The Republic of Xinjiang
Origins
After the collapse of central Chinese power in the 1930s and the endless war between communists and nationalists, the distant region of Xinjiang became practically cut off from the rest of the country. There, a local warlord, General Ma Chengkai, established the Republic of Xinjiang in 1934 — a hybrid state between personal dictatorship, modern feudalism, and military lordship.
Unlike other Chinese warlords, Ma Chengkai managed to consolidate a relatively stable regime thanks to three factors:
- Direct control over the Silk Road and trade with Central Asia.
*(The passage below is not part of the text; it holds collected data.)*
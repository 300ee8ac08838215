use std::collections::BTreeMap;
use std::io;
use std::path::{Path, PathBuf};

use thiserror::Error;

use crate::merge;
use crate::options::OptionSet;

/// File name of the preset store, kept next to the executable.
pub const FILE_NAME: &str = "args.json";

/// Every saved preset, keyed by name.
pub type Presets = BTreeMap<String, OptionSet>;

#[derive(Debug, Error)]
pub enum StoreError {
    #[error("preset file {} does not exist", .0.display())]
    NotFound(PathBuf),

    #[error("failed to parse preset file {}: {source}", .path.display())]
    Parse {
        path: PathBuf,
        #[source]
        source: serde_json::Error,
    },

    #[error("failed to read preset file {}: {source}", .path.display())]
    Io {
        path: PathBuf,
        #[source]
        source: io::Error,
    },

    #[error("failed to write preset file {}: {source}", .path.display())]
    Write {
        path: PathBuf,
        #[source]
        source: io::Error,
    },
}

/// Default store location: `<install-root>/bin/args.json`, with `bin` being
/// the directory holding the running executable.
pub fn default_location() -> io::Result<PathBuf> {
    let exe = std::env::current_exe()?;
    let bin = exe
        .parent()
        .ok_or_else(|| io::Error::other("executable has no parent directory"))?;
    Ok(bin.join(FILE_NAME))
}

/// JSON-backed preset persistence.
///
/// The file is read fresh on every call. There is no locking: two processes
/// saving at the same time race and the last write wins.
#[derive(Debug, Clone)]
pub struct PresetStore {
    path: PathBuf,
}

impl PresetStore {
    pub fn new(path: impl Into<PathBuf>) -> Self {
        Self { path: path.into() }
    }

    pub fn path(&self) -> &Path {
        &self.path
    }

    pub async fn read(&self) -> Result<Presets, StoreError> {
        let bytes = match tokio::fs::read(&self.path).await {
            Ok(bytes) => bytes,
            Err(e) if e.kind() == io::ErrorKind::NotFound => {
                return Err(StoreError::NotFound(self.path.clone()));
            }
            Err(source) => {
                return Err(StoreError::Io {
                    path: self.path.clone(),
                    source,
                });
            }
        };

        serde_json::from_slice(&bytes).map_err(|source| StoreError::Parse {
            path: self.path.clone(),
            source,
        })
    }

    /// Replace the whole file with `presets`.
    ///
    /// Writes to a hidden temp file first and renames it into place, so a
    /// reader sees either the old or the new store.
    pub async fn write(&self, presets: &Presets) -> Result<(), StoreError> {
        let write_err = |source: io::Error| StoreError::Write {
            path: self.path.clone(),
            source,
        };

        let json =
            serde_json::to_vec_pretty(presets).map_err(|e| write_err(io::Error::other(e)))?;

        if let Some(parent) = self.path.parent()
            && !parent.as_os_str().is_empty()
        {
            tokio::fs::create_dir_all(parent).await.map_err(write_err)?;
        }

        let file_name = self
            .path
            .file_name()
            .and_then(|n| n.to_str())
            .unwrap_or(FILE_NAME);
        let tmp = self.path.with_file_name(format!(".{file_name}.tmp"));

        tokio::fs::write(&tmp, json).await.map_err(write_err)?;
        tokio::fs::rename(&tmp, &self.path).await.map_err(write_err)?;

        tracing::debug!("wrote {} presets to {}", presets.len(), self.path.display());
        Ok(())
    }

    /// Insert or overwrite the preset `name`.
    ///
    /// Control, path and invocation fields are stripped first. A corrupt
    /// existing file aborts the save instead of being overwritten.
    pub async fn save(&self, name: &str, options: &OptionSet) -> Result<(), StoreError> {
        let mut presets = match self.read().await {
            Ok(presets) => presets,
            Err(StoreError::NotFound(_)) => Presets::new(),
            Err(e) => return Err(e),
        };

        presets.insert(name.to_string(), merge::sanitize(options));
        self.write(&presets).await
    }

    /// Look up `name` and merge it with the live invocation.
    ///
    /// Returns `Ok(None)` when the store file or the preset does not exist.
    pub async fn load(
        &self,
        name: &str,
        live: &OptionSet,
    ) -> Result<Option<OptionSet>, StoreError> {
        let presets = match self.read().await {
            Ok(presets) => presets,
            Err(StoreError::NotFound(_)) => return Ok(None),
            Err(e) => return Err(e),
        };

        Ok(presets.get(name).map(|stored| merge::merge(stored, live)))
    }

    pub async fn list_names(&self) -> Result<Vec<String>, StoreError> {
        match self.read().await {
            Ok(presets) => Ok(presets.into_keys().collect()),
            Err(StoreError::NotFound(_)) => Ok(Vec::new()),
            Err(e) => Err(e),
        }
    }
}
- Loyal troops composed of Uyghur clans and Hui Muslim fighters.
- A pragmatic policy of alliances with the Soviets, the British, and the Germans.
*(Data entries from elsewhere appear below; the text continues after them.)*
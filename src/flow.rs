use crate::catalog::Catalog;
use crate::options::{OptionSet, OptionValue, SENTINEL, key};
use crate::prompt::Prompt;
use crate::store::PresetStore;

/// What a `--save` or `--load` flag asks for.
#[derive(Debug, Clone, PartialEq, Eq)]
enum Request {
    /// Flag absent or false.
    Absent,
    /// A preset name was given.
    Named(String),
    /// The reserved `..` value.
    Sentinel,
    /// Bare flag: ask the user.
    Interactive,
}

impl Request {
    fn of(value: Option<&OptionValue>) -> Self {
        match value {
            None => Self::Absent,
            Some(v) if !v.is_truthy() => Self::Absent,
            Some(OptionValue::Text(s)) if s == SENTINEL => Self::Sentinel,
            Some(OptionValue::Text(s)) => Self::Named(s.clone()),
            Some(OptionValue::Number(n)) => Self::Named(n.to_string()),
            Some(OptionValue::Flag(_) | OptionValue::List(_)) => Self::Interactive,
        }
    }
}

/// Result of the load step.
#[derive(Debug, Clone, PartialEq)]
pub enum Resolution {
    /// Options to run with.
    Run(OptionSet),
    /// A problem was reported to the user; nothing should run.
    Stopped,
}

/// Applies `--save` and `--load` to the live invocation.
pub struct Flow<P> {
    store: PresetStore,
    prompt: P,
}

impl<P: Prompt> Flow<P> {
    pub fn new(store: PresetStore, prompt: P) -> Self {
        Self { store, prompt }
    }

    /// Save if asked, then resolve `--load`, then hand the result to `run`.
    ///
    /// `run` is called at most once, and not at all when loading failed.
    pub async fn dispatch<F, T>(&mut self, live: OptionSet, run: F) -> Option<T>
    where
        F: FnOnce(OptionSet) -> T,
    {
        let live = self.check_if_save(live).await;
        match self.check_if_load(live).await {
            Resolution::Run(options) => Some(run(options)),
            Resolution::Stopped => None,
        }
    }

    /// Persist the invocation when `--save` is set.
    ///
    /// Saving never stops the run: failures are reported and the options are
    /// returned unchanged (apart from `save` receiving a prompted name).
    pub async fn check_if_save(&mut self, mut live: OptionSet) -> OptionSet {
        match Request::of(live.get(key::SAVE)) {
            Request::Absent => {}
            Request::Sentinel => tracing::debug!("preset save skipped"),
            Request::Named(name) => self.save(&name, &live).await,
            Request::Interactive => match self.prompt.text("Preset name") {
                Ok(name) => {
                    live.insert(key::SAVE, name.clone());
                    self.save(&name, &live).await;
                }
                Err(e) => tracing::warn!("preset not saved: {e}"),
            },
        }
        live
    }

    /// Resolve the options to run with according to `--load`.
    pub async fn check_if_load(&mut self, mut live: OptionSet) -> Resolution {
        match Request::of(live.get(key::LOAD)) {
            Request::Absent => Resolution::Run(live),
            Request::Named(name) => self.load(&name, &live).await,
            Request::Interactive => self.choose(&live).await,
            Request::Sentinel => {
                if !self.show_catalog().await {
                    return Resolution::Stopped;
                }
                live.insert(key::LOAD, true);
                live.remove(key::SAVE);
                self.choose(&live).await
            }
        }
    }

    async fn save(&self, name: &str, live: &OptionSet) {
        match self.store.save(name, live).await {
            Ok(()) => tracing::info!(
                "preset '{name}' saved to {}",
                self.store.path().display()
            ),
            Err(e) => tracing::warn!("unable to save preset '{name}': {e}"),
        }
    }

    async fn load(&self, name: &str, live: &OptionSet) -> Resolution {
        match self.store.load(name, live).await {
            Ok(Some(options)) => {
                tracing::info!("loaded preset '{name}'");
                Resolution::Run(options)
            }
            Ok(None) => {
                tracing::warn!("preset '{name}' not found");
                Resolution::Stopped
            }
            Err(e) => {
                tracing::warn!("unable to load preset '{name}': {e}");
                Resolution::Stopped
            }
        }
    }

    async fn choose(&mut self, live: &OptionSet) -> Resolution {
        let names = match self.store.list_names().await {
            Ok(names) if !names.is_empty() => names,
            Ok(_) => {
                tracing::warn!("no presets found");
                return Resolution::Stopped;
            }
            Err(e) => {
                tracing::warn!("no presets found: {e}");
                return Resolution::Stopped;
            }
        };

        match self.prompt.choose("Select preset", &names) {
            Ok(name) => self.load(&name, live).await,
            Err(e) => {
                tracing::warn!("no preset selected: {e}");
                Resolution::Stopped
            }
        }
    }

    /// Print the preset table. Returns false when there is nothing to show.
    async fn show_catalog(&self) -> bool {
        match self.store.read().await {
            Ok(presets) => {
                println!("{}", Catalog::build(&presets));
                true
            }
            Err(e) => {
                tracing::warn!("no presets found: {e}");
                false
            }
        }
    }
}
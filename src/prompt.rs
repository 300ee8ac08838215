use std::io::{self, BufRead, Write};

/// Interactive questions asked while resolving presets.
///
/// Both calls block until the user answers.
pub trait Prompt {
    /// Pick one entry of `choices` and return it.
    fn choose(&mut self, message: &str, choices: &[String]) -> io::Result<String>;

    /// Ask for a non-empty line of text.
    fn text(&mut self, message: &str) -> io::Result<String>;
}

/// Line-based prompt on a terminal (or any reader/writer pair).
pub struct Terminal<R, W> {
    input: R,
    output: W,
}

impl Terminal<io::StdinLock<'static>, io::Stdout> {
    pub fn stdio() -> Self {
        Self::new(io::stdin().lock(), io::stdout())
    }
}

impl<R: BufRead, W: Write> Terminal<R, W> {
    pub fn new(input: R, output: W) -> Self {
        Self { input, output }
    }

    fn ask(&mut self, question: &str) -> io::Result<String> {
        write!(self.output, "? {question}: ")?;
        self.output.flush()?;

        let mut line = String::new();
        if self.input.read_line(&mut line)? == 0 {
            return Err(io::Error::new(
                io::ErrorKind::UnexpectedEof,
                "input closed before an answer was given",
            ));
        }
        Ok(line.trim().to_string())
    }
}

impl<R: BufRead, W: Write> Prompt for Terminal<R, W> {
    fn choose(&mut self, message: &str, choices: &[String]) -> io::Result<String> {
        if choices.is_empty() {
            return Err(io::Error::new(io::ErrorKind::InvalidInput, "nothing to choose from"));
        }

        writeln!(self.output, "? {message}")?;
        for (i, choice) in choices.iter().enumerate() {
            writeln!(self.output, "  {}) {choice}", i + 1)?;
        }

        loop {
            let answer = self.ask(&format!("Answer [1-{}]", choices.len()))?;

            // Accept either the list number or the name itself.
            let picked = match answer.parse::<usize>() {
                Ok(n) if (1..=choices.len()).contains(&n) => Some(&choices[n - 1]),
                _ => choices.iter().find(|c| **c == answer),
            };

            match picked {
                Some(choice) => return Ok(choice.clone()),
                None => writeln!(self.output, "  please pick one of the listed presets")?,
            }
        }
    }

    fn text(&mut self, message: &str) -> io::Result<String> {
        loop {
            let answer = self.ask(message)?;
            if !answer.is_empty() {
                return Ok(answer);
            }
            writeln!(self.output, "  a value is required")?;
        }
    }
}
Armed Neutrality and the German Connection
Although officially Xinjiang never joined the Axis, in 1941 Ma’s regime signed a secret agreement with Germany. Berlin supplied surplus military equipment from European fronts:
- Karabiner 98k rifles and MG 34 machine guns.
- Light armored vehicles: Panzer I and Czech-built Panzer 38(t).
- Second-line aircraft such as the Heinkel He 111 and retired Bf 109E fighters.
- 75 mm field artillery and PaK 36 anti-tank guns.
For Germany, Xinjiang was a “peripheral” partner: not an official ally, but a useful foothold in Central Asia to monitor the Soviet Union from the south and to open routes toward India and China.
The Asian Balance Zone
Ma Chengkai understood that his small state could not survive in isolation. He therefore promoted the creation of a neutral regional bloc: the Asian Balance Zone, composed of:
- Tibet: under the Dalai Lama, seeking to remain independent from the Chinese Civil War.
- Nepal: ruled by the Rana dynasty; officially a British ally but quietly maintaining ties with Xinjiang.
- Bhutan: a mountain kingdom that saw Ma Chengkai as a shield against Chinese and Indian ambitions.
The alliance was more symbolic than military, but it had a clear function: to offer a third way against the pressures of the USA in India, the USSR in the north, and the Chinese Civil War in the east. Xinjiang acted as the “big brother” and armed wing of the group, with the doctrine of defending the mountains and skies of Central Asia.
Legacy
The Republic of Xinjiang was seen as an anachronism: the last warlord stronghold in a world moving toward modern empires and global ideologies. Yet under Ma Chengkai, it became a symbol of peripheral resistance and military pragmatism: soldiers parading in patched-up Chinese uniforms, carrying surplus rifles from the Reich, and planes marked with Xinjiang’s blue sun soaring over the Taklamakan skies.